Start of Exercise input
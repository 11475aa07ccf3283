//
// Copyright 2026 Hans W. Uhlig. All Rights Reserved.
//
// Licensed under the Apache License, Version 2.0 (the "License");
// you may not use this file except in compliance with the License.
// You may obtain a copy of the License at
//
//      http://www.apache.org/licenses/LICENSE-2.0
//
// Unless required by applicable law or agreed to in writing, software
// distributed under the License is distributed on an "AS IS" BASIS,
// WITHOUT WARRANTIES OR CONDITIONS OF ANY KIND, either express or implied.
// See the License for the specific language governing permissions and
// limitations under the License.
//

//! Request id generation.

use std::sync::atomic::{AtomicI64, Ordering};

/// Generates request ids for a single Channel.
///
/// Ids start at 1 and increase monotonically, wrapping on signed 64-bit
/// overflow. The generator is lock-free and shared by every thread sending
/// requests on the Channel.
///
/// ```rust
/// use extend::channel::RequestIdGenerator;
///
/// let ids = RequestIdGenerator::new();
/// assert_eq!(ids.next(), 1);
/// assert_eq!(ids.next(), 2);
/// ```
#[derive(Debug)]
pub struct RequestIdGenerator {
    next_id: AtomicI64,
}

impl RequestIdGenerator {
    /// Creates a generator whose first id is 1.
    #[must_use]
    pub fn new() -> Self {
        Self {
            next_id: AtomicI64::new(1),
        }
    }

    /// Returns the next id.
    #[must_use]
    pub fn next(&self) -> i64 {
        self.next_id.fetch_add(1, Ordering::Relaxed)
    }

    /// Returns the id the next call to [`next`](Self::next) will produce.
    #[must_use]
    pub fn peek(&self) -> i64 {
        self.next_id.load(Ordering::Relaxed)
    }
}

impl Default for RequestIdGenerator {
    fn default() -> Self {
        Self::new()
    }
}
End of Exercise input
Start of Exercise input
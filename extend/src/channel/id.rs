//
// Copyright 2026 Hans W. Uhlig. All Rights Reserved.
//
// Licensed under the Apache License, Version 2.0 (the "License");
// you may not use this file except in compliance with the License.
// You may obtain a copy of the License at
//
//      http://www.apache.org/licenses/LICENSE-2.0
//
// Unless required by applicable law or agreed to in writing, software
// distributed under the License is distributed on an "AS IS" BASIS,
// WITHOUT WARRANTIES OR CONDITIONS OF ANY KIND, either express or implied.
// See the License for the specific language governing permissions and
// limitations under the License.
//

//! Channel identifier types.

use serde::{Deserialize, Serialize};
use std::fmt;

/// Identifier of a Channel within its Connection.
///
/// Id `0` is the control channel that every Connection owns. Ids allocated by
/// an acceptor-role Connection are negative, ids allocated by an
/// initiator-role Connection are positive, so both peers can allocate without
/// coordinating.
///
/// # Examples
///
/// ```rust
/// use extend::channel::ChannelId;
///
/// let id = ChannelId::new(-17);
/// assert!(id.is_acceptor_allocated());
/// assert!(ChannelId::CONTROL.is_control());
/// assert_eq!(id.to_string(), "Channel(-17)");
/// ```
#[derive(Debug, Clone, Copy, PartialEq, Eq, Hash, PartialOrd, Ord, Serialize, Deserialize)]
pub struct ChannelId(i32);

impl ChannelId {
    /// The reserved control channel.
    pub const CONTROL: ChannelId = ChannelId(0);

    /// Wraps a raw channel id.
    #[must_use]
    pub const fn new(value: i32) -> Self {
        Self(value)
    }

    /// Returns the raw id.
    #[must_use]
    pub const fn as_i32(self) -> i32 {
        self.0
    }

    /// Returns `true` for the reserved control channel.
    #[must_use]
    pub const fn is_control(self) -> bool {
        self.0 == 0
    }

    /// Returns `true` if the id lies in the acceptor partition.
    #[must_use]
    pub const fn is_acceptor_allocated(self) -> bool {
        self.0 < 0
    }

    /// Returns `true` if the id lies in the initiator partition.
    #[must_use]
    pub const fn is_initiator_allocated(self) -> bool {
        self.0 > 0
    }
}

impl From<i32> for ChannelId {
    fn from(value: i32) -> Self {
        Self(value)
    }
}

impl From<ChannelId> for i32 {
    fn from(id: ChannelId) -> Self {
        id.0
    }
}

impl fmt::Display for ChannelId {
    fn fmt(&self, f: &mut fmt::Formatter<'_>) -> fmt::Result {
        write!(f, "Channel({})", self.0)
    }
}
End of Exercise input
What this task involves -
Looking through the data above, count the lines that include the string "derive" and give only the count.

Answer to this task -
2